Schmidt beguiles us from the start with the arrival of a proper English butler carrying a huge umbrella. Carter leaves him standing on the doorstep while he acts as liaison between this stranger and his harried mother. The butler is courteous and helpful and properly English, and if you’re like me, you’ll be swept up in the nostalgia for Mary Poppins immediately. The banter between Carter and the butler continues the beguilement. The butler drives an eggplant colored Bentley and takes the children to school. Carter at once becomes the envy of his classmates.
We think that everything is going to be all right. But it’s not. Bit by bit the butler’s presence in their lives reveals what has happened to this family, and the little revelations take us Hansel and Gretel like to the deepest kind of loss. Bit by bit the butler and Carter come to a slow friendship. Every day the Butler dispenses the same advice when dropping off the kids at school.
“Make good decisions and remember who you are.”
So much of Carter’s buried pain is because he can’t forget even though he tries so hard to forget. How that advice must sting him.
And then there’s the game of cricket like a character in its own right. Instructions on how to play this very English game grace the start of every chapter. Carter and his school friends learn to play it with the help of the very patient butler. At the end of the novel, we see it both as metaphor for the family’s very complicated history, each of the family members working hard to master the game of grief just as the cricket players work hard to learn their positions and win the match.
While the novel takes place in Marysville, New York, Carter often revisits another place in his head: the Blue Mountains of Australia during a lashing tropical thunderstorm. He is camping with his father. He is raging at his father for his father’s absence and other cruelties. And then there’s an incident that Carter believes is the reason that his father isn’t ever coming home, and Carter has never forgiven himself for it. Such a great weight for a twelve year old to carry. But for the kindness of the English butler, Carter might carry it forever.
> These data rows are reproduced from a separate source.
//! Timestamp resolution.
//!
//! The wall clock comes from outside (SNTP, an RTC, the host OS) through
//! [`ClockProvider`]. [`TimestampResolver`] asks it once per event and turns
//! the answer into a [`Resolved`] value that knows both its printable form
//! and its rotation key. When the clock is not available the placeholder
//! [`UNKNOWN_TIME`] and key [`UNKNOWN_KEY`] are used, identically for the
//! log file and the forwarded copy.

use core::fmt::Write as _;

use chrono::{Datelike, NaiveDateTime, Timelike};
use heapless::String;

/// Printed in place of a timestamp when the clock is unavailable.
pub const UNKNOWN_TIME: &str = "unknown-time";

/// Rotation key used when the clock is unavailable.
pub const UNKNOWN_KEY: &str = "unknown";

/// Length of `YYYY-MM-DD HH:MM:SS`.
pub const TIMESTAMP_LEN: usize = 19;

/// Length of `YYYY-MM-DD`.
pub const DATE_LEN: usize = 10;

/// Unix time before which a clock is considered never synchronised
/// (2020-01-01T00:00:00Z). Boards boot with their RTC at 1970.
pub const SYNCED_AFTER_UNIX: i64 = 1_577_836_800;

/// Source of calendar time.
pub trait ClockProvider {
    /// Current local calendar time, or `None` if the clock is not set.
    ///
    /// `max_wait_ms` bounds how long the provider may wait for a pending
    /// synchronisation. Implementations are expected to make one bounded
    /// attempt, never to spin.
    fn now(&mut self, max_wait_ms: u32) -> Option<NaiveDateTime>;
}

/// A formatted timestamp, either `YYYY-MM-DD HH:MM:SS` or [`UNKNOWN_TIME`].
pub type Timestamp = String<TIMESTAMP_LEN>;

/// A rotation key, either `YYYY-MM-DD` or [`UNKNOWN_KEY`].
pub type RotationKey = String<DATE_LEN>;

/// Outcome of asking the clock for the time.
#[derive(Debug, Clone, Copy, PartialEq, Eq)]
pub enum Resolved {
    /// The clock answered.
    Valid(NaiveDateTime),
    /// The clock is not set; placeholders apply.
    Unavailable,
}

impl Resolved {
    /// `true` for [`Resolved::Valid`].
    pub fn is_valid(&self) -> bool {
        matches!(self, Resolved::Valid(_))
    }

    /// Canonical printable form.
    pub fn timestamp(&self) -> Timestamp {
        let mut out = Timestamp::new();
        match self {
            Resolved::Valid(t) => {
                // 19 bytes for any year 0..=9999, which chrono guarantees
                // for the range the resolver accepts.
                let _ = write!(
                    out,
                    "{:04}-{:02}-{:02} {:02}:{:02}:{:02}",
                    t.year(),
                    t.month(),
                    t.day(),
                    t.hour(),
                    t.minute(),
                    t.second()
                );
            }
            Resolved::Unavailable => {
                let _ = out.push_str(UNKNOWN_TIME);
            }
        }
        out
    }

    /// Key selecting the log file this time belongs to.
    pub fn rotation_key(&self) -> RotationKey {
        let mut out = RotationKey::new();
        match self {
            Resolved::Valid(t) => {
                let _ = write!(out, "{:04}-{:02}-{:02}", t.year(), t.month(), t.day());
            }
            Resolved::Unavailable => {
                let _ = out.push_str(UNKNOWN_KEY);
            }
        }
        out
    }
}

/// Wraps a [`ClockProvider`] and hands out monotonic [`Resolved`] times.
///
/// A valid time earlier than the last valid time produced (an SNTP step
/// backwards) is clamped to that last time, so events never appear out of
/// order in a log. Times outside years 1..=9999 count as unavailable.
#[derive(Debug)]
pub struct TimestampResolver<C> {
    clock: C,
    max_wait_ms: u32,
    last: Option<NaiveDateTime>,
}

impl<C: ClockProvider> TimestampResolver<C> {
    /// Resolve through `clock`, allowing it `max_wait_ms` per query.
    pub fn new(clock: C, max_wait_ms: u32) -> Self {
        Self {
            clock,
            max_wait_ms,
            last: None,
        }
    }

    /// Ask the clock once.
    pub fn resolve(&mut self) -> Resolved {
        let Some(now) = self.clock.now(self.max_wait_ms) else {
            return Resolved::Unavailable;
        };
        if !(1..=9999).contains(&now.year()) {
            return Resolved::Unavailable;
        }
        let now = match self.last {
            Some(last) if now < last => {
                debug!("clock stepped backwards; clamping");
                last
            }
            _ => now,
        };
        self.last = Some(now);
        Resolved::Valid(now)
    }

    /// The wrapped provider.
    pub fn clock_mut(&mut self) -> &mut C {
        &mut self.clock
    }
}

/// Clock fed with Unix seconds by whatever synchronises time on the board
/// (an SNTP callback, an RTC read at boot).
///
/// Reports unavailable until a time after [`SYNCED_AFTER_UNIX`] has been set.
/// `utc_offset_secs` shifts UTC into local time.
#[derive(Debug, Clone, Copy, Default)]
pub struct UnixClock {
    base: Option<(i64, u64)>,
    utc_offset_secs: i32,
    uptime_ms: u64,
}

impl UnixClock {
    /// An unsynchronised clock.
    pub const fn new(utc_offset_secs: i32) -> Self {
        Self {
            base: None,
            utc_offset_secs,
            uptime_ms: 0,
        }
    }

    /// Record that `unix_secs` was the time at monotonic `uptime_ms`.
    pub fn set(&mut self, unix_secs: i64, uptime_ms: u64) {
        self.base = Some((unix_secs, uptime_ms));
        self.uptime_ms = uptime_ms;
    }

    /// Advance the monotonic time used to extrapolate from the last `set`.
    pub fn advance_to(&mut self, uptime_ms: u64) {
        self.uptime_ms = self.uptime_ms.max(uptime_ms);
    }

    /// Forget the synchronised time.
    pub fn invalidate(&mut self) {
        self.base = None;
    }

    fn unix_now(&self) -> Option<i64> {
        let (secs, at_ms) = self.base?;
        let elapsed = self.uptime_ms.saturating_sub(at_ms) / 1000;
        let now = secs.checked_add(i64::try_from(elapsed).ok()?)?;
        (now >= SYNCED_AFTER_UNIX).then_some(now)
    }
}

impl ClockProvider for UnixClock {
    fn now(&mut self, _max_wait_ms: u32) -> Option<NaiveDateTime> {
        let local = self.unix_now()?.checked_add(i64::from(self.utc_offset_secs))?;
        chrono::DateTime::<chrono::Utc>::from_timestamp(local, 0).map(|t| t.naive_utc())
    }
}

/// Host clock from `std::time::SystemTime`.
#[cfg(feature = "std")]
#[derive(Debug, Clone, Copy, Default)]
pub struct SystemClock {
    /// Added to UTC to get local time.
    pub utc_offset_secs: i32,
}

#[cfg(feature = "std")]
impl ClockProvider for SystemClock {
    fn now(&mut self, _max_wait_ms: u32) -> Option<NaiveDateTime> {
        let since_epoch = std::time::SystemTime::now()
            .duration_since(std::time::UNIX_EPOCH)
            .ok()?;
        let secs = i64::try_from(since_epoch.as_secs()).ok()?;
        if secs < SYNCED_AFTER_UNIX {
            return None;
        }
        let local = secs.checked_add(i64::from(self.utc_offset_secs))?;
        chrono::DateTime::<chrono::Utc>::from_timestamp(local, 0).map(|t| t.naive_utc())
    }
}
Middle school boys will relate to Carter and the messiness of family life, middle school life, and the fraught relationships they often have with their parents. In turns, they’ll cheer on and envy and feel badly for Carter. Who knows but their curiosity may even be piqued by the arcane rules of cricket, and stranger things have happened, may even be tempted to learn the game. But there will be some boys who should read this, just so they too can be nudged down that rocky and difficult path to self forgiveness.
In the end, Carter and his family are able to pivot away from grief and toward a chance for happiness. Carter is finally be able to tell us just who he is because the truth no longer stings. That is a beautiful thing to see.